** STUDY MATERIAL **
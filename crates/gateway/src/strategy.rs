//! Policy execution: cache-first, network-first, stale-while-revalidate.
//!
//! The runner owns the two resources every policy needs, the cache store
//! and the fetcher, and keeps the failure rules in one place: cache write
//! failures are logged and swallowed (the response in hand still goes out),
//! cache read failures propagate so the worker can retry the request as a
//! passthrough.

use std::sync::Arc;

use cachefront_client::Fetcher;
use cachefront_core::response::{ResponseSource, WorkerResponse};
use cachefront_core::storage::{self, CacheEntry, CacheStore};
use cachefront_core::{Error, WorkerRequest};

use crate::routes::{Route, Strategy};

/// Executes route policies against the store and the network.
#[derive(Clone)]
pub struct StrategyRunner {
    store: CacheStore,
    fetcher: Arc<dyn Fetcher>,
}

impl StrategyRunner {
    pub fn new(store: CacheStore, fetcher: Arc<dyn Fetcher>) -> Self {
        Self { store, fetcher }
    }

    pub fn store(&self) -> &CacheStore {
        &self.store
    }

    /// Run a route's policy for a request.
    pub async fn run(&self, route: &Route, request: &WorkerRequest) -> Result<WorkerResponse, Error> {
        match route.strategy {
            Strategy::CacheFirst => self.cache_first(route, request).await,
            Strategy::NetworkFirst => self.network_first(route, request).await,
            Strategy::StaleWhileRevalidate => self.stale_while_revalidate(route, request).await,
        }
    }

    /// Fetch without touching any cache.
    pub async fn passthrough(&self, request: &WorkerRequest) -> Result<WorkerResponse, Error> {
        let fetched = self.fetcher.fetch(request).await?;
        Ok(fetched.into_response(ResponseSource::Network))
    }

    /// Serve from cache when present and unexpired, otherwise fetch and
    /// store. A transport failure with no cached entry propagates.
    async fn cache_first(&self, route: &Route, request: &WorkerRequest) -> Result<WorkerResponse, Error> {
        if let Some(entry) = self.fresh_entry(route, request).await? {
            tracing::debug!(cache = %route.cache, url = %request.url, "cache hit");
            return Ok(entry.into_response(ResponseSource::Cache));
        }

        let fetched = self.fetcher.fetch(request).await?;
        let response = fetched.into_response(ResponseSource::Network);
        self.store_if_cacheable(route, request, &response).await;
        Ok(response)
    }

    /// Prefer the live network; fall back to cache only on transport
    /// failure. An HTTP error status is a network success: it is returned
    /// as-is and simply fails the allow-list check.
    async fn network_first(&self, route: &Route, request: &WorkerRequest) -> Result<WorkerResponse, Error> {
        match self.fetcher.fetch(request).await {
            Ok(fetched) => {
                let response = fetched.into_response(ResponseSource::Network);
                self.store_if_cacheable(route, request, &response).await;
                Ok(response)
            }
            Err(err) => {
                tracing::debug!(cache = %route.cache, url = %request.url, error = %err, "network failed, trying cache");
                match self.fresh_entry(route, request).await? {
                    Some(entry) => Ok(entry.into_response(ResponseSource::Cache)),
                    None => Err(err),
                }
            }
        }
    }

    /// Serve the cached entry immediately and refresh it in a detached
    /// task; when nothing is cached, wait on the network.
    async fn stale_while_revalidate(&self, route: &Route, request: &WorkerRequest) -> Result<WorkerResponse, Error> {
        if let Some(entry) = self.fresh_entry(route, request).await? {
            let runner = self.clone();
            let route = route.clone();
            let request = request.clone();
            tokio::spawn(async move {
                runner.revalidate(&route, &request).await;
            });
            return Ok(entry.into_response(ResponseSource::Cache));
        }

        let fetched = self.fetcher.fetch(request).await?;
        let response = fetched.into_response(ResponseSource::Network);
        self.store_if_cacheable(route, request, &response).await;
        Ok(response)
    }

    /// Background refresh for stale-while-revalidate. The originating
    /// request already has its response, so every failure here is only
    /// logged.
    async fn revalidate(&self, route: &Route, request: &WorkerRequest) {
        match self.fetcher.fetch(request).await {
            Ok(fetched) => {
                let response = fetched.into_response(ResponseSource::Network);
                self.store_if_cacheable(route, request, &response).await;
            }
            Err(err) => {
                tracing::debug!(cache = %route.cache, url = %request.url, error = %err, "revalidation failed");
            }
        }
    }

    /// The cached entry for a request if it exists and is within the
    /// route's max-age. Expired entries are deleted and read as misses.
    async fn fresh_entry(&self, route: &Route, request: &WorkerRequest) -> Result<Option<CacheEntry>, Error> {
        let Some(entry) = self.store.get(&route.cache, request.url.as_str()).await? else {
            return Ok(None);
        };

        if let Some(max_age) = route.expiration.max_age
            && storage::is_expired(&entry.stored_at, max_age)
        {
            tracing::debug!(cache = %route.cache, url = %request.url, "entry expired");
            self.store.delete(&route.cache, request.url.as_str()).await?;
            return Ok(None);
        }

        Ok(Some(entry))
    }

    /// Store a response if the route's allow-list admits its status, then
    /// enforce the route's eviction bounds.
    async fn store_if_cacheable(&self, route: &Route, request: &WorkerRequest, response: &WorkerResponse) {
        if !route.cacheable.allows(response.status) {
            tracing::debug!(cache = %route.cache, url = %request.url, status = response.status, "status not cacheable");
            return;
        }

        let entry = CacheEntry::from_response(&route.cache, request.url.as_str(), response);
        if let Err(err) = self.store.put(&entry).await {
            tracing::warn!(cache = %route.cache, url = %request.url, error = %err, "cache write failed");
            return;
        }

        self.enforce_expiration(route).await;
    }

    /// Apply the route's bounds after a write: purge over-age entries,
    /// then trim the oldest insertions down to the entry bound.
    async fn enforce_expiration(&self, route: &Route) {
        if let Some(max_age) = route.expiration.max_age
            && let Err(err) = self.store.purge_older_than(&route.cache, max_age).await
        {
            tracing::warn!(cache = %route.cache, error = %err, "age purge failed");
        }

        if let Some(max_entries) = route.expiration.max_entries
            && let Err(err) = self.store.trim_to(&route.cache, max_entries).await
        {
            tracing::warn!(cache = %route.cache, error = %err, "count trim failed");
        }
    }
}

** TASK DETAILS **
From the line holding "pub async fn passthrough(&self, request: &WorkerRequest)" to the line holding "only on transport", inclusive, restate each line above exactly as written.

** RESULT OF THIS TASK **
    pub async fn passthrough(&self, request: &WorkerRequest) -> Result<WorkerResponse, Error> {
        let fetched = self.fetcher.fetch(request).await?;
        Ok(fetched.into_response(ResponseSource::Network))
    }

    /// Serve from cache when present and unexpired, otherwise fetch and
    /// store. A transport failure with no cached entry propagates.
    async fn cache_first(&self, route: &Route, request: &WorkerRequest) -> Result<WorkerResponse, Error> {
        if let Some(entry) = self.fresh_entry(route, request).await? {
            tracing::debug!(cache = %route.cache, url = %request.url, "cache hit");
            return Ok(entry.into_response(ResponseSource::Cache));
        }

        let fetched = self.fetcher.fetch(request).await?;
        let response = fetched.into_response(ResponseSource::Network);
        self.store_if_cacheable(route, request, &response).await;
        Ok(response)
    }

    /// Prefer the live network; fall back to cache only on transport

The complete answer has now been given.